You are on a relentless path of self-improvement—the goal, not perfection, I’ll grant you that, but that self-help enlightenment that makes me cringe. I’ve figured out why, by the way—your self-focus, self-improvement? It ensures that you will never actually change the world. You, yourself, after all are the project—the one thing you can control and change, and you do require infinite work…

He, conversely, thinks he’s perfect, no improvement required. When he clashes with the world, it’s the world that must change, not he. He’s often irritating to be around, I won’t deny—but he’s going to impact the world around him. You won’t.

You get upset when we talk about this—when I talk like this—because you sincerely believe that you do what you do for the greater good, not just of yourself and your soul—although, ok, there’s that too, you admit it—but for the Greater Good, two capital Gs, period.

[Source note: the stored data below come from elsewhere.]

//! Relay WebSocket handler.
//!
//! Owns the persistent bidirectional connection for one call: accepts the
//! upgrade, emits the configuration frame, runs the heartbeat loop, receives
//! inbound events and fans them out without blocking the receive loop, and
//! performs ordered teardown. Generation-triggering events run as separate
//! tasks so a newer interaction request can start while an older generation
//! is still streaming; the session's supersession check gates every frame.

use axum::{
    Extension,
    extract::{
        Path, State,
        ws::{Message, WebSocket, WebSocketUpgrade},
    },
    http::StatusCode,
    response::{IntoResponse, Response},
};
use futures::{SinkExt, StreamExt};
use std::sync::Arc;
use tokio::sync::mpsc;
use tokio::task::JoinSet;
use tokio::{select, time::sleep};
use tokio_util::sync::CancellationToken;
use tracing::{debug, info, warn};

use crate::llm::{ResponseEngine, ResponseFrame};
use crate::middleware::ClientIp;
use crate::session::{CallSession, InteractionKind, InteractionRequest};
use crate::state::AppState;

use super::messages::{FrameRoute, GenerationTrigger, InboundEvent, OutboundFrame};

/// Buffered outbound frames between producer tasks and the socket sender.
const CHANNEL_BUFFER_SIZE: usize = 256;

/// Terminal apology sent when handling one inbound frame faults.
const FRAME_FAULT_APOLOGY: &str = "I encountered an error. Please try again.";

/// Relay WebSocket handler.
///
/// Upgrades the HTTP connection to a WebSocket for one call. Exactly one
/// connection is allowed per call id; a duplicate is rejected before the
/// upgrade with 409.
pub async fn relay_handler(
    ws: WebSocketUpgrade,
    Path(call_id): Path<String>,
    State(state): State<Arc<AppState>>,
    client_ip: Option<Extension<ClientIp>>,
) -> Response {
    let ip = client_ip.map(|Extension(ClientIp(ip))| ip);

    if !state.try_register_call(&call_id) {
        warn!(call_id = %call_id, "rejecting duplicate connection for active call");
        if let Some(ip) = ip {
            state.release_connection(ip);
        }
        return (StatusCode::CONFLICT, "call already has an active connection").into_response();
    }

    info!(call_id = %call_id, "relay connection upgrade requested");
    ws.on_upgrade(move |socket| handle_relay_socket(socket, state, call_id, ip))
}

/// Drive one call connection from accept to teardown.
async fn handle_relay_socket(
    socket: WebSocket,
    state: Arc<AppState>,
    call_id: String,
    client_ip: Option<std::net::IpAddr>,
) {
    let connection_id = uuid::Uuid::new_v4();
    info!(call_id = %call_id, %connection_id, "relay connection established");

    let (mut sink, mut receiver) = socket.split();
    let (frame_tx, mut frame_rx) = mpsc::channel::<FrameRoute>(CHANNEL_BUFFER_SIZE);

    // Dedicated sender task: everything outbound funnels through one writer
    // so cancellation can never leave a partially written frame behind.
    let sender_task = tokio::spawn(async move {
        while let Some(route) = frame_rx.recv().await {
            match route {
                FrameRoute::Outgoing(frame) => {
                    let json = match serde_json::to_string(&frame) {
                        Ok(json) => json,
                        Err(e) => {
                            warn!(error = %e, "failed to serialize outbound frame");
                            continue;
                        }
                    };
                    if sink.send(Message::Text(json.into())).await.is_err() {
                        break;
                    }
                }
                FrameRoute::Close => {
                    let _ = sink.send(Message::Close(None)).await;
                    break;
                }
            }
        }
    });

    let session = state.new_session();
    let engine = state.engine();
    let cancel = CancellationToken::new();
    let mut generations: JoinSet<()> = JoinSet::new();

    // Declare reconnect support and ask for the call-details event.
    if frame_tx
        .send(FrameRoute::Outgoing(OutboundFrame::config()))
        .await
        .is_err()
    {
        warn!(call_id = %call_id, "connection closed before configuration frame");
    }

    // Heartbeat loop for the life of the connection.
    let heartbeat = {
        let frame_tx = frame_tx.clone();
        let interval = state.config.heartbeat_interval();
        tokio::spawn(async move {
            let mut ticker = tokio::time::interval(interval);
            loop {
                ticker.tick().await;
                if frame_tx
                    .send(FrameRoute::Outgoing(OutboundFrame::heartbeat()))
                    .await
                    .is_err()
                {
                    break;
                }
            }
        })
    };

    let receive_timeout = state.config.receive_timeout();
    loop {
        select! {
            inbound = receiver.next() => {
                match inbound {
                    Some(Ok(Message::Text(text))) => {
                        handle_text_frame(
                            &text,
                            &session,
                            &engine,
                            &frame_tx,
                            &cancel,
                            &mut generations,
                        )
                        .await;
                    }
                    Some(Ok(Message::Close(_))) => {
                        info!(call_id = %call_id, "peer closed the connection");
                        break;
                    }
                    Some(Ok(Message::Ping(_) | Message::Pong(_))) => {
                        // Transport-level keepalive; axum answers pings itself.
                    }
                    Some(Ok(Message::Binary(_))) => {
                        debug!(call_id = %call_id, "ignoring unexpected binary frame");
                    }
                    Some(Err(e)) => {
                        warn!(call_id = %call_id, error = %e, "receive failed; closing connection");
                        break;
                    }
                    None => {
                        info!(call_id = %call_id, "peer disconnected");
                        break;
                    }
                }
            }
            _ = sleep(receive_timeout) => {
                // No inbound traffic within the window: probe the peer. A
                // refused probe means the sender task (and thus the socket)
                // is gone.
                debug!(call_id = %call_id, "receive timeout; probing peer");
                if frame_tx
                    .send(FrameRoute::Outgoing(OutboundFrame::heartbeat()))
                    .await
                    .is_err()
                {
                    warn!(call_id = %call_id, "connection dead after timeout probe");
                    break;
                }
            }
        }
    }

    // Ordered teardown: stop the heartbeat, cancel in-flight generations and
    // await them, flush the session, then close the socket. Errors past this
    // point are logged only.
    cancel.cancel();
    heartbeat.abort();
    while generations.join_next().await.is_some() {}

    session.finalize().await;

    let _ = frame_tx.send(FrameRoute::Close).await;
    drop(frame_tx);
    let _ = sender_task.await;

    state.release_call(&call_id);
    if let Some(ip) = client_ip {
        state.release_connection(ip);
    }
    info!(call_id = %call_id, %connection_id, "relay connection closed");
}

/// Parse and dispatch one inbound text frame. Faults emit an apologetic
/// terminal response for the frame's response id instead of crashing the
/// connection.
async fn handle_text_frame(
    text: &str,
    session: &Arc<CallSession>,
    engine: &Arc<ResponseEngine>,
    frame_tx: &mpsc::Sender<FrameRoute>,
    cancel: &CancellationToken,
    generations: &mut JoinSet<()>,
) {
    let raw: serde_json::Value = match serde_json::from_str(text) {
        Ok(raw) => raw,
        Err(e) => {
            warn!(error = %e, "inbound frame is not valid JSON");
            return;
        }
    };

    let event: InboundEvent = match serde_json::from_value(raw.clone()) {
        Ok(event) => event,
        Err(e) => {
            warn!(error = %e, "failed to parse inbound event");
            let response_id = InboundEvent::fallback_response_id(&raw);
            let _ = frame_tx
                .send(FrameRoute::Outgoing(OutboundFrame::Response(
                    ResponseFrame::terminal(response_id, FRAME_FAULT_APOLOGY),
                )))
                .await;
            return;
        }
    };

    if let Err(e) = event.validate_size() {
        warn!(error = %e, "inbound event failed validation");
        let response_id = InboundEvent::fallback_response_id(&raw);
        let _ = frame_tx
            .send(FrameRoute::Outgoing(OutboundFrame::Response(
                ResponseFrame::terminal(response_id, FRAME_FAULT_APOLOGY),
            )))
            .await;
        return;
    }

    match event {
        InboundEvent::CallDetails(details) => {
            debug!(call_id = ?details.call.call_id, "call details received");
            session.apply_call_details(
                details.call.call_id.as_deref(),
                details.call.dynamic_variables.as_ref(),
            );
            let greeting = session.draft_begin_message();
            let _ = frame_tx
                .send(FrameRoute::Outgoing(OutboundFrame::Response(greeting)))
                .await;
        }
        InboundEvent::PingPong { timestamp } => {
            let _ = frame_tx
                .send(FrameRoute::Outgoing(OutboundFrame::pong(timestamp)))
                .await;
        }
        InboundEvent::UpdateOnly => {
            // Transcript refresh only; no reply.
        }
        InboundEvent::ResponseRequired(trigger) => {
            spawn_generation(
                InteractionKind::ResponseRequired,
                trigger,
                session,
                engine,
                frame_tx,
                cancel,
                generations,
            );
        }
        InboundEvent::ReminderRequired(trigger) => {
            spawn_generation(
                InteractionKind::ReminderRequired,
                trigger,
                session,
                engine,
                frame_tx,
                cancel,
                generations,
            );
        }
        InboundEvent::Unknown => {
            debug!("ignoring unrecognized interaction type");
        }
    }
}

/// Start one generation task. The response id is marked as started before
/// the task spawns so supersession takes effect in arrival order.
fn spawn_generation(
    kind: InteractionKind,
    trigger: GenerationTrigger,
    session: &Arc<CallSession>,
    engine: &Arc<ResponseEngine>,
    frame_tx: &mpsc::Sender<FrameRoute>,
    cancel: &CancellationToken,
    generations: &mut JoinSet<()>,
) {
    let request = InteractionRequest {
        kind,
        response_id: trigger.response_id,
        transcript: trigger.transcript,
    };
    session.begin_response(request.response_id);

    let session = Arc::clone(session);
    let engine = Arc::clone(engine);
    let frame_tx = frame_tx.clone();
    let cancel = cancel.clone();

    generations.spawn(async move {
        let response_id = request.response_id;
        debug!(response_id, ?kind, "generation started");

        let context = session.prompt_context();
        let identity = session.identity();
        let stream = engine.draft_response(request, context, identity);
        tokio::pin!(stream);

        loop {
            select! {
                _ = cancel.cancelled() => {
                    debug!(response_id, "generation cancelled at teardown");
                    break;
                }
                frame = stream.next() => {
                    let Some(frame) = frame else { break };
                    // Supersession: checked immediately before every emission.
                    if !session.is_current(response_id) {
                        debug!(
                            response_id,
                            latest = session.latest_response_id(),
                            "abandoning superseded generation"
                        );
                        break;
                    }
                    if frame_tx
                        .send(FrameRoute::Outgoing(OutboundFrame::Response(frame)))
                        .await
                        .is_err()
                    {
                        break;
                    }
                }
            }
        }
    });
}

That’s the lie the gurus, be they yogis of ancient lineages or secular life coaches sell. Maybe some even believe it. But the pursuit of self-enlightenment is really just a distraction—a way of sidelining intelligent, big-hearted people, funneling them away from the external work of social change and trapping them in the Narcissistic mirror of self-love.

Yeah, it’s a conspiracy and it’s a brilliant, grassroots one. The Man did not have to create it. He just needs to use it.

And he does.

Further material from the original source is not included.